Data
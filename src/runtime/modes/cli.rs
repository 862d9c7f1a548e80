//! CLI mode
//!
//! One-shot maintenance commands that run without the HTTP server.

use std::path::Path;
use std::sync::Arc;

use anyhow::{Context, Result};
use colored::Colorize;

use crate::api::services::cleanup::cleanup_message;
use crate::config::AppConfig;
use crate::services::RetentionTask;
use crate::storage::{IpRecordStore, StorageFactory};

/// Run a single retention pass and print the counts.
pub async fn run_cleanup(config: &AppConfig) -> Result<()> {
    let storage = StorageFactory::create(&config.database)
        .await
        .context("Failed to create storage backend")?;
    let store: Arc<dyn IpRecordStore> = storage;

    let task = RetentionTask::new(store, &config.retention);
    let report = task
        .run_cleanup()
        .await
        .map_err(|e| anyhow::anyhow!(e.format_colored()))?;

    println!("{} {}", "✓".green().bold(), cleanup_message(&report));
    println!(
        "  deleted: {}  remaining: {}  (max age: {} days)",
        report.deleted.to_string().yellow(),
        report.remaining.to_string().cyan(),
        task.max_age_days()
    );
    Ok(())
}

/// Write a sample configuration file.
///
/// Refuses to overwrite an existing file unless `force` is set.
pub fn run_config_generate(output_path: Option<&str>, force: bool) -> Result<()> {
    let path = output_path.unwrap_or("config.example.toml");

    if Path::new(path).exists() && !force {
        anyhow::bail!(
            "{} already exists, pass --force to overwrite",
            path.bold()
        );
    }

    AppConfig::default()
        .save_to_file(path)
        .with_context(|| format!("Failed to write {}", path))?;

    println!(
        "{} Sample configuration written to {}",
        "✓".green().bold(),
        path.bold()
    );
    Ok(())
}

To do
Referring to the material above, set down exactly the lines between the line with "task.max_age_days()" and the line with "if Path::new(path).exists() &&", inclusive, and no other lines.

Result of this task
        task.max_age_days()
    );
    Ok(())
}

/// Write a sample configuration file.
///
/// Refuses to overwrite an existing file unless `force` is set.
pub fn run_config_generate(output_path: Option<&str>, force: bool) -> Result<()> {
    let path = output_path.unwrap_or("config.example.toml");

    if Path::new(path).exists() && !force {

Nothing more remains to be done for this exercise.